Task statement. Copy the entries exactly, through the "use tracing::info;" line.

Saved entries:
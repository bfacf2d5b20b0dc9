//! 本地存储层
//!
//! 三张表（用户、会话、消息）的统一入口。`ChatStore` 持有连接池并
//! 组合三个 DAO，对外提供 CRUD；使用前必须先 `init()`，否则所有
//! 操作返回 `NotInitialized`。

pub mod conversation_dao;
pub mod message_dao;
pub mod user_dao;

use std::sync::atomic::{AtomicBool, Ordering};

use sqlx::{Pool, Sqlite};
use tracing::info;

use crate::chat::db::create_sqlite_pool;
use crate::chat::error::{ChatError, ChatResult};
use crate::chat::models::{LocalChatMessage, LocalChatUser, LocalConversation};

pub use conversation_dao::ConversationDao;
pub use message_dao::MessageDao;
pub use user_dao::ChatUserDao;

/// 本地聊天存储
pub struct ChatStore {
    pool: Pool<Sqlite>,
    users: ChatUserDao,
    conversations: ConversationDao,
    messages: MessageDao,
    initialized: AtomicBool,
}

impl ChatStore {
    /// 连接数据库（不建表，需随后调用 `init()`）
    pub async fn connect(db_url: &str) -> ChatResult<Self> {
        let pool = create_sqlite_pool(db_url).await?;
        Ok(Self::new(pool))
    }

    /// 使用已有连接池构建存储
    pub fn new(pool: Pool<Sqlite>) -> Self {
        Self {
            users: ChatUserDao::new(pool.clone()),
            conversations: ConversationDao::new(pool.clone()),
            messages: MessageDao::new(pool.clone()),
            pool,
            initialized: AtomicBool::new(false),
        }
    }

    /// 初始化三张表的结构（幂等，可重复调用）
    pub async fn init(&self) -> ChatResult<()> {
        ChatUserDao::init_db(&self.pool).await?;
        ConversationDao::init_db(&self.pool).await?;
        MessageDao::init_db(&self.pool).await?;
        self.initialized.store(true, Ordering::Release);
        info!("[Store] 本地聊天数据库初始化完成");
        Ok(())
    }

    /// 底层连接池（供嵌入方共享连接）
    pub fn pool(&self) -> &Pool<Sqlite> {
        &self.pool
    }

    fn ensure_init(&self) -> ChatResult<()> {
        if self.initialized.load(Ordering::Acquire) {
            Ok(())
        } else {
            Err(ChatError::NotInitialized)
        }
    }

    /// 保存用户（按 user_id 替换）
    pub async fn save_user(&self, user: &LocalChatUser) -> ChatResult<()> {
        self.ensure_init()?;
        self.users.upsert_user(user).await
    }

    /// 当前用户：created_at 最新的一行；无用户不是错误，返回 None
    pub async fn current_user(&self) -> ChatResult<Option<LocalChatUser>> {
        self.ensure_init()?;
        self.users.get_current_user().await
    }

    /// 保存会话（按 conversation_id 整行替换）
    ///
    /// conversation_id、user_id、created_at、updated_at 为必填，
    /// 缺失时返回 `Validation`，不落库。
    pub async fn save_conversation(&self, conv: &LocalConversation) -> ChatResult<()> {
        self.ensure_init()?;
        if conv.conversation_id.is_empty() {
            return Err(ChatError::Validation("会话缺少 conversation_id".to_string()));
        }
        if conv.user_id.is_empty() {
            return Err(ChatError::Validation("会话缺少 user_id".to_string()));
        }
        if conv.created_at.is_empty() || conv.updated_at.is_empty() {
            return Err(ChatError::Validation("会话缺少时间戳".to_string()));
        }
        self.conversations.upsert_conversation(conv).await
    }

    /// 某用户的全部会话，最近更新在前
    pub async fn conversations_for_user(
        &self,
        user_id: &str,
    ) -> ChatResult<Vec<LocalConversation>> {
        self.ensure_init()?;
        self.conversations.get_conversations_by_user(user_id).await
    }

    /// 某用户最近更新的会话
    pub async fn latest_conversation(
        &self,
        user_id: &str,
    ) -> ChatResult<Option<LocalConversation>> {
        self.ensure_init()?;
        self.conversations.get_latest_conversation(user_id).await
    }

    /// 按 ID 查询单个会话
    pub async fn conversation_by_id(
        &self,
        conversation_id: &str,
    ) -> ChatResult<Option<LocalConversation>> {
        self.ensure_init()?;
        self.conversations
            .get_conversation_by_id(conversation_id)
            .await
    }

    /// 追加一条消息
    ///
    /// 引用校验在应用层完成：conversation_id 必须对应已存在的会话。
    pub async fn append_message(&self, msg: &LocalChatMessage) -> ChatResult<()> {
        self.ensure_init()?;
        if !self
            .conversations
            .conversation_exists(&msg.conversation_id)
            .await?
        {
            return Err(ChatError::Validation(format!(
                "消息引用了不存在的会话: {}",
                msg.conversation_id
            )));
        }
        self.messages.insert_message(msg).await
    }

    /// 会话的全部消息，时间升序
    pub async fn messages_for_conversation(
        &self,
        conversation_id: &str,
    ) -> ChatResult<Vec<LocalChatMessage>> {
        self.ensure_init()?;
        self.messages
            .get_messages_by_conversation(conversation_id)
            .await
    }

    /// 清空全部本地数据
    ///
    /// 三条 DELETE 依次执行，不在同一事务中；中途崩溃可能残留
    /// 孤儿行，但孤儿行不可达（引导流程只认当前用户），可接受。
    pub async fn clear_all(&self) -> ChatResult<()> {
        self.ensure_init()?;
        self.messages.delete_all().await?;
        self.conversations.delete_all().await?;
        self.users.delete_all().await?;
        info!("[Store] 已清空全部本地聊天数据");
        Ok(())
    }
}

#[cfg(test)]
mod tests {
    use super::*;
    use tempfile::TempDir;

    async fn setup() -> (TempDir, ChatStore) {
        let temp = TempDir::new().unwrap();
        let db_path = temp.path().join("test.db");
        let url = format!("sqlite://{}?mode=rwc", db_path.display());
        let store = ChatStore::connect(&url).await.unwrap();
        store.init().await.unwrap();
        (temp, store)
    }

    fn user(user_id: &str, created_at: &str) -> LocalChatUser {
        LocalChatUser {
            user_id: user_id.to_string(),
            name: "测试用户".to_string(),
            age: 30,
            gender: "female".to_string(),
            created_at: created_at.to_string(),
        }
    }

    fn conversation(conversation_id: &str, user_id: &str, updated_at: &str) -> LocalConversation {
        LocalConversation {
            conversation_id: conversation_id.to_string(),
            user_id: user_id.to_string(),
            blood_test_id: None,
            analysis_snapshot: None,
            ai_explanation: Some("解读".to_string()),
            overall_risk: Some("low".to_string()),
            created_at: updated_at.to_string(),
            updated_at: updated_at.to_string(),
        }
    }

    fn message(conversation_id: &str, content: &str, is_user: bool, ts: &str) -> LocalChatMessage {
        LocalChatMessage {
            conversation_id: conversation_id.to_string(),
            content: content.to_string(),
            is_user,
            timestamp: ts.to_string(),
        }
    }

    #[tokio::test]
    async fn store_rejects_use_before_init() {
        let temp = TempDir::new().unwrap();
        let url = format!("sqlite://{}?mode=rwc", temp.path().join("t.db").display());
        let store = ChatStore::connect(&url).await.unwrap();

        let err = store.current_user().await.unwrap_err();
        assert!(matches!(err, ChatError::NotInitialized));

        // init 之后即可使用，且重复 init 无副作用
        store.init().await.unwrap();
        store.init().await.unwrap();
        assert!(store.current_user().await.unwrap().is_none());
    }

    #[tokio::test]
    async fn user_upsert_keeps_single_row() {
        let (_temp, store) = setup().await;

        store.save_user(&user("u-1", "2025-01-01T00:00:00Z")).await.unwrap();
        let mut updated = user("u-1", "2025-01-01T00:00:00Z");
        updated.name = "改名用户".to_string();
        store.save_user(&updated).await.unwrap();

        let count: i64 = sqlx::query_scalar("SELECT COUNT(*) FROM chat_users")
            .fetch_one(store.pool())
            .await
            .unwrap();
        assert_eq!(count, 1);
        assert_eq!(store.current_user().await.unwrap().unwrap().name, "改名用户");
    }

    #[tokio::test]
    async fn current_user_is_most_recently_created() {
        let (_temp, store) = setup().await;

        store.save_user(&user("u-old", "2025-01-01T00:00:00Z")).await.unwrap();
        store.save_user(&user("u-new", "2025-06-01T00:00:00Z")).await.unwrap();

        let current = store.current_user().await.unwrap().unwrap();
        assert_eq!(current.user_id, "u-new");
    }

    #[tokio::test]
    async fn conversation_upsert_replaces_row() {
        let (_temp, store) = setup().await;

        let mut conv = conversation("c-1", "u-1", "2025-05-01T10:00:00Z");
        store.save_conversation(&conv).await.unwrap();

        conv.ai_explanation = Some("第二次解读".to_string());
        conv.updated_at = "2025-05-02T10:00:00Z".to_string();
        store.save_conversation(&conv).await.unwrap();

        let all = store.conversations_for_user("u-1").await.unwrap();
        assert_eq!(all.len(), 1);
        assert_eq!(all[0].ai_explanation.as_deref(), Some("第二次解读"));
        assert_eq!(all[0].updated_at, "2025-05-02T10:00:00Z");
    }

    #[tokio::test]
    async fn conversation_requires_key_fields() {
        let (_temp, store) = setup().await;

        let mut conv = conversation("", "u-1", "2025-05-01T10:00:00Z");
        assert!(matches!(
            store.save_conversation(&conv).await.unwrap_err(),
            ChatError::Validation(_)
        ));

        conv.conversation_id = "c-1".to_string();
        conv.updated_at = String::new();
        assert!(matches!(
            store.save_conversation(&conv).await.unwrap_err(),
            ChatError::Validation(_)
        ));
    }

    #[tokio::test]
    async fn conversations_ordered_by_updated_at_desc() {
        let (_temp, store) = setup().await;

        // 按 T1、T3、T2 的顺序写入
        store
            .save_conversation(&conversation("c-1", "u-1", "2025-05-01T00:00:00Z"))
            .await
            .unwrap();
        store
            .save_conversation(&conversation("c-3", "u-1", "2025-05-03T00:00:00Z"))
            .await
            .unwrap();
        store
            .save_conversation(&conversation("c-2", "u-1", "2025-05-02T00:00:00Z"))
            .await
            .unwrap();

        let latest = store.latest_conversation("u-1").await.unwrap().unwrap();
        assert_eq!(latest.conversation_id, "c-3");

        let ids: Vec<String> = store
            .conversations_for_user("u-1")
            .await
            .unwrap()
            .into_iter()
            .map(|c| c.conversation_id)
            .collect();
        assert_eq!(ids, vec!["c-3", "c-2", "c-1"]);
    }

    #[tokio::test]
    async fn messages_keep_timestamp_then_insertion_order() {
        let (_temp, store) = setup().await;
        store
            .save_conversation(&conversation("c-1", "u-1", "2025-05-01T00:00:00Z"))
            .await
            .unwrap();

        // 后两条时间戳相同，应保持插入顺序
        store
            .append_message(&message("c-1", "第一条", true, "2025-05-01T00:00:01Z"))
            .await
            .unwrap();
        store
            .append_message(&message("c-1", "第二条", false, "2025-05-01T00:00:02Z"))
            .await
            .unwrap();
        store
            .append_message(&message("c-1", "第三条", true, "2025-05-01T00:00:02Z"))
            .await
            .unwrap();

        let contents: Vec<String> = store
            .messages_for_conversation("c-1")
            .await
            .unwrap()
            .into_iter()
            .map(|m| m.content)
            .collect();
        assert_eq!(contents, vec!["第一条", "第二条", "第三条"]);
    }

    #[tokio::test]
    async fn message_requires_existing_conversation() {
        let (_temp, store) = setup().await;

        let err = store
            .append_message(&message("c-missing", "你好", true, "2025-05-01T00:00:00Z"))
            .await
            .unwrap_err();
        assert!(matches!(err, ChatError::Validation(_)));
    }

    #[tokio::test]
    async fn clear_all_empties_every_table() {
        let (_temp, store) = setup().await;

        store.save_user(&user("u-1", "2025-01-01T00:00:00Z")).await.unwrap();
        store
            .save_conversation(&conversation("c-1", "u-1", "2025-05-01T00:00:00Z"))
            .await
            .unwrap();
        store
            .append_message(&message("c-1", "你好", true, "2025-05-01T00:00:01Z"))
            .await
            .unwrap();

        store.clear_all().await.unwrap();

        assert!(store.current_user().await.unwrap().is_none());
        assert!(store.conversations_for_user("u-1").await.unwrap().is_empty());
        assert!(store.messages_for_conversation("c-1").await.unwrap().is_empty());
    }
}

Result of this task.
repository bfacf2d5b20b0dc9
//! 本地存储层
//!
//! 三张表（用户、会话、消息）的统一入口。`ChatStore` 持有连接池并
//! 组合三个 DAO，对外提供 CRUD；使用前必须先 `init()`，否则所有
//! 操作返回 `NotInitialized`。

pub mod conversation_dao;
pub mod message_dao;
pub mod user_dao;

use std::sync::atomic::{AtomicBool, Ordering};

use sqlx::{Pool, Sqlite};
use tracing::info;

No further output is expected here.